Structural and functional characterization of mouse glutamate decarboxylase 67 gene promoter

Abstract

Neuronal expression of the mouse glutamate decarboxylase 67 (mGAD67) gene occurs exclusively in neurons that synthesize and release GABA (GABAergic neurons). This gene is also expressed in pancreatic islet cells and testicular spermatocytes. In order to elucidate the molecular mechanisms underlying the regulation of mGAD67 gene expression, we isolated and characterized the 5′-flanking region of this gene. Sequence analysis of a 10.2-kb DNA fragment of this gene containing a promoter region (8.4 kb) and noncoding exons 0A and 0B revealed the presence of numerous potential neuron-specific cis-regulatory elements. Functional analysis of the 5′-flanking region of exons 0A and 0B by transient transfection into cultured cells revealed that the region −98 to −52 close to exon 0A is important for the transcriptional activity of both exons 0A and 0B. In addition, we used transgenic mice to examine the expression pattern conferred by the 10.2 kb DNA fragment of the mGAD67 gene fused to the bacterial lacZ reporter gene.
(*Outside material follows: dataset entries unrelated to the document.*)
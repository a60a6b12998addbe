use crate::controller::ApiResponse;
use crate::extractors::{
    authenticated_user::{AuthenticatedUser, CurrentUser},
    compare_api_version::CompareApiVersion,
};
use crate::{AppState, Error};
use axum::extract::{Path, State};
use axum::http::StatusCode;
use axum::response::IntoResponse;
use axum::Json;
use domain::error::Error as DomainError;
use domain::event as EventApi;
use domain::reservation::ReservationOutcome;
use domain::Id;
use service::config::ApiVersion;

use log::*;

/// POST reserve a spot at an event for the signed-in user.
///
/// Free events are confirmed immediately. Paid events answer with the URL of
/// the hosted payment page; the spot is recorded once the payment settles.
#[utoipa::path(
    post,
    path = "/events/{id}/reservations",
    params(
        ApiVersion,
        ("id" = Uuid, Path, description = "Event id to reserve a spot at")
    ),
    responses(
        (status = 201, description = "Reservation confirmed", body = domain::reservation::ReservationOutcome),
        (status = 200, description = "Already reserved, or redirect to payment", body = domain::reservation::ReservationOutcome),
        (status = 401, description = "Please sign in to reserve a spot"),
        (status = 409, description = "Sold out"),
        (status = 422, description = "Event is not taking reservations"),
        (status = 502, description = "Payment provider unavailable"),
        (status = 503, description = "Service temporarily unavailable")
    ),
    security(
        ("cookie_auth" = [])
    )
)]
pub async fn create(
    CompareApiVersion(_v): CompareApiVersion,
    CurrentUser(user): CurrentUser,
    State(app_state): State<AppState>,
    Path(event_id): Path<Id>,
) -> Result<impl IntoResponse, Error> {
    let user_id = user.map(|user| user.id);
    debug!("POST reservation for event {event_id} by user {user_id:?}");

    let event = EventApi::find_by_id(app_state.catalog.as_ref(), event_id)
        .await
        .map_err(DomainError::into_reservation_error)?;

    let outcome = app_state
        .reservation_engine
        .attempt_reservation(&event, user_id)
        .await?;

    let status = match outcome {
        ReservationOutcome::Confirmed { .. } => StatusCode::CREATED,
        ReservationOutcome::AlreadyReserved { .. } | ReservationOutcome::RedirectRequired { .. } => {
            StatusCode::OK
        }
    };

    Ok((status, Json(ApiResponse::new(status.into(), outcome))))
}

/// GET the signed-in user's reservation for an event, if they hold one.
#[utoipa::path(
    get,
    path = "/events/{id}/reservations/me",
    params(
        ApiVersion,
        ("id" = Uuid, Path, description = "Event id")
    ),
    responses(
        (status = 200, description = "The caller's reservation, or null", body = Option<domain::reservations::Model>),
        (status = 401, description = "Unauthorized"),
        (status = 503, description = "Service temporarily unavailable")
    ),
    security(
        ("cookie_auth" = [])
    )
)]
pub async fn read_own(
    CompareApiVersion(_v): CompareApiVersion,
    AuthenticatedUser(user): AuthenticatedUser,
    State(app_state): State<AppState>,
    Path(event_id): Path<Id>,
) -> Result<impl IntoResponse, Error> {
    debug!("GET reservation for event {event_id} by user {}", user.id);

    let reservation = app_state
        .reservation_engine
        .find_reservation(event_id, user.id)
        .await?;

    Ok(Json(ApiResponse::new(StatusCode::OK.into(), reservation)))
}

/// POST mark the signed-in user as interested in an event. Takes no ticket.
#[utoipa::path(
    post,
    path = "/events/{id}/interest",
    params(
        ApiVersion,
        ("id" = Uuid, Path, description = "Event id")
    ),
    responses(
        (status = 200, description = "Interest recorded; an existing spot is kept", body = domain::reservations::Model),
        (status = 401, description = "Please sign in to reserve a spot"),
        (status = 422, description = "Event is not taking reservations"),
        (status = 503, description = "Service temporarily unavailable")
    ),
    security(
        ("cookie_auth" = [])
    )
)]
pub async fn interest(
    CompareApiVersion(_v): CompareApiVersion,
    CurrentUser(user): CurrentUser,
    State(app_state): State<AppState>,
    Path(event_id): Path<Id>,
) -> Result<impl IntoResponse, Error> {
    let user_id = user.map(|user| user.id);
    debug!("POST interest in event {event_id} by user {user_id:?}");

    let event = EventApi::find_by_id(app_state.catalog.as_ref(), event_id)
        .await
        .map_err(DomainError::into_reservation_error)?;

    let reservation = app_state
        .reservation_engine
        .express_interest(&event, user_id)
        .await?;

    Ok(Json(ApiResponse::new(StatusCode::OK.into(), reservation)))
}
Transgene expression was observed in neurons of particular brain regions containing abundant GABAergic neurons such as the basal ganglia, in pancreatic islet cells and in testicular spermatocytes and spermatogonia. These results suggest that the 10.2 kb DNA fragment of the mGAD67 gene contains regulatory elements essential for its targeted expression in GABAergic neurons, islet cells and spermatocytes.